* Given information:

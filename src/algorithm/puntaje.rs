// Puntaje de un horario: mayor puntaje = mejor horario.
use crate::algorithm::tiempo::hora_a_minutos;
use crate::models::Bloque;
use std::collections::BTreeMap;

/// Suma de tres componentes:
/// - `(7 - dias_usados) * 100`: menos días es mejor
/// - menos el tiempo muerto (minutos entre bloques consecutivos de cada día)
/// - menos el promedio de hora de inicio / 10: más temprano es mejor
///
/// Un horario sin bloques vale 0.
pub fn calcular_puntaje(bloques: &[&Bloque]) -> f64 {
    if bloques.is_empty() {
        return 0.0;
    }

    let mut por_dia: BTreeMap<&str, Vec<(i32, i32)>> = BTreeMap::new();
    for b in bloques {
        por_dia
            .entry(b.dia.as_str())
            .or_default()
            .push((hora_a_minutos(&b.hora_ini), hora_a_minutos(&b.hora_fin)));
    }

    let puntaje_dias = (7 - por_dia.len() as i64) * 100;

    let mut tiempo_muerto: i64 = 0;
    for franjas in por_dia.values_mut() {
        franjas.sort_by_key(|&(ini, _)| ini);
        for par in franjas.windows(2) {
            let (_, fin_actual) = par[0];
            let (ini_siguiente, _) = par[1];
            tiempo_muerto += (ini_siguiente - fin_actual).max(0) as i64;
        }
    }

    let suma_inicios: i64 = bloques.iter().map(|b| hora_a_minutos(&b.hora_ini) as i64).sum();
    let inicio_promedio = suma_inicios as f64 / bloques.len() as f64;

    puntaje_dias as f64 - tiempo_muerto as f64 - inicio_promedio / 10.0
}
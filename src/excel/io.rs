use calamine::Data;

use crate::algorithm::tiempo::minutos_a_hora;

/// Convierte un `Data` de calamine a String (versión genérica para celdas)
pub fn cell_to_string(c: &Data) -> String {
    match c {
        Data::String(s) => s.trim().to_string(),
        Data::Float(f) => {
            if (f.floor() - f).abs() < f64::EPSILON {
                format!("{}", *f as i64)
            } else {
                format!("{}", f)
            }
        }
        Data::Int(i) => format!("{}", i),
        Data::Bool(b) => format!("{}", b),
        Data::Empty => String::new(),
        Data::Error(_) => String::new(),
        Data::DateTime(s) => s.to_string(),
        Data::DateTimeIso(s) => s.clone(),
        Data::DurationIso(s) => s.clone(),
    }
}

/// Celda de hora: Excel guarda las horas como fracción del día, las
/// convertimos a "HH:MM". Textos se devuelven tal cual (recortados).
pub fn celda_hora(c: &Data) -> String {
    match c {
        Data::Float(f) if (0.0..1.0).contains(f) => fraccion_a_hora(*f),
        Data::DateTime(dt) => fraccion_a_hora(dt.as_f64().fract()),
        other => cell_to_string(other),
    }
}

fn fraccion_a_hora(fraccion: f64) -> String {
    let minutos = (fraccion * 24.0 * 60.0).round() as i32;
    minutos_a_hora(minutos.rem_euclid(24 * 60))
}

/// Celda numérica entera; vacía o no numérica vale `defecto`.
pub fn celda_entero(c: &Data, defecto: i64) -> i64 {
    match c {
        Data::Int(i) => *i,
        Data::Float(f) => *f as i64,
        Data::String(s) => {
            let t = s.trim();
            t.parse::<i64>()
                .ok()
                .or_else(|| t.parse::<f64>().ok().map(|f| f as i64))
                .unwrap_or(defecto)
        }
        _ => defecto,
    }
}

/// Normaliza encabezados eliminando espacios y pasando a minúsculas.
pub fn normalize_header(s: &str) -> String {
    s.to_lowercase().chars().filter(|c| !c.is_whitespace()).collect()
}
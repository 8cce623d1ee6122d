// Biblioteca raíz del crate `quickshift_horarios`.
// Generador de combinaciones de horarios con detección de topones y
// tiempos de traslado entre campus.
pub mod models;
pub mod error;
pub mod algorithm;
pub mod catalogo;
pub mod config;
pub mod excel;
pub mod api_json;
pub mod server;

/// Ejecuta el servidor HTTP (reexport para facilitar uso desde `main`)
pub use server::run_server;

* Work instructions:
Repeat each record word for word.

* Finished exercise:
filename src/algorithm/puntaje.rs
// Puntaje de un horario: mayor puntaje = mejor horario.
use crate::algorithm::tiempo::hora_a_minutos;
use crate::models::Bloque;
use std::collections::BTreeMap;

/// Suma de tres componentes:
/// - `(7 - dias_usados) * 100`: menos días es mejor
/// - menos el tiempo muerto (minutos entre bloques consecutivos de cada día)
/// - menos el promedio de hora de inicio / 10: más temprano es mejor
///
/// Un horario sin bloques vale 0.
pub fn calcular_puntaje(bloques: &[&Bloque]) -> f64 {
    if bloques.is_empty() {
        return 0.0;
    }

    let mut por_dia: BTreeMap<&str, Vec<(i32, i32)>> = BTreeMap::new();
    for b in bloques {
        por_dia
            .entry(b.dia.as_str())
            .or_default()
            .push((hora_a_minutos(&b.hora_ini), hora_a_minutos(&b.hora_fin)));
    }

    let puntaje_dias = (7 - por_dia.len() as i64) * 100;

    let mut tiempo_muerto: i64 = 0;
    for franjas in por_dia.values_mut() {
        franjas.sort_by_key(|&(ini, _)| ini);
        for par in franjas.windows(2) {
            let (_, fin_actual) = par[0];
            let (ini_siguiente, _) = par[1];
            tiempo_muerto += (ini_siguiente - fin_actual).max(0) as i64;
        }
    }

    let suma_inicios: i64 = bloques.iter().map(|b| hora_a_minutos(&b.hora_ini) as i64).sum();
    let inicio_promedio = suma_inicios as f64 / bloques.len() as f64;

    puntaje_dias as f64 - tiempo_muerto as f64 - inicio_promedio / 10.0
}
filename src/excel/io.rs
use calamine::Data;

use crate::algorithm::tiempo::minutos_a_hora;

/// Convierte un `Data` de calamine a String (versión genérica para celdas)
pub fn cell_to_string(c: &Data) -> String {
    match c {
        Data::String(s) => s.trim().to_string(),
        Data::Float(f) => {
            if (f.floor() - f).abs() < f64::EPSILON {
                format!("{}", *f as i64)
            } else {
                format!("{}", f)
            }
        }
        Data::Int(i) => format!("{}", i),
        Data::Bool(b) => format!("{}", b),
        Data::Empty => String::new(),
        Data::Error(_) => String::new(),
        Data::DateTime(s) => s.to_string(),
        Data::DateTimeIso(s) => s.clone(),
        Data::DurationIso(s) => s.clone(),
    }
}

/// Celda de hora: Excel guarda las horas como fracción del día, las
/// convertimos a "HH:MM". Textos se devuelven tal cual (recortados).
pub fn celda_hora(c: &Data) -> String {
    match c {
        Data::Float(f) if (0.0..1.0).contains(f) => fraccion_a_hora(*f),
        Data::DateTime(dt) => fraccion_a_hora(dt.as_f64().fract()),
        other => cell_to_string(other),
    }
}

fn fraccion_a_hora(fraccion: f64) -> String {
    let minutos = (fraccion * 24.0 * 60.0).round() as i32;
    minutos_a_hora(minutos.rem_euclid(24 * 60))
}

/// Celda numérica entera; vacía o no numérica vale `defecto`.
pub fn celda_entero(c: &Data, defecto: i64) -> i64 {
    match c {
        Data::Int(i) => *i,
        Data::Float(f) => *f as i64,
        Data::String(s) => {
            let t = s.trim();
            t.parse::<i64>()
                .ok()
                .or_else(|| t.parse::<f64>().ok().map(|f| f as i64))
                .unwrap_or(defecto)
        }
        _ => defecto,
    }
}

/// Normaliza encabezados eliminando espacios y pasando a minúsculas.
pub fn normalize_header(s: &str) -> String {
    s.to_lowercase().chars().filter(|c| !c.is_whitespace()).collect()
}
repository 8cce623d1ee6122d
// Biblioteca raíz del crate `quickshift_horarios`.
// Generador de combinaciones de horarios con detección de topones y
// tiempos de traslado entre campus.
pub mod models;
pub mod error;
pub mod algorithm;
pub mod catalogo;
pub mod config;
pub mod excel;
pub mod api_json;
pub mod server;

/// Ejecuta el servidor HTTP (reexport para facilitar uso desde `main`)
pub use server::run_server;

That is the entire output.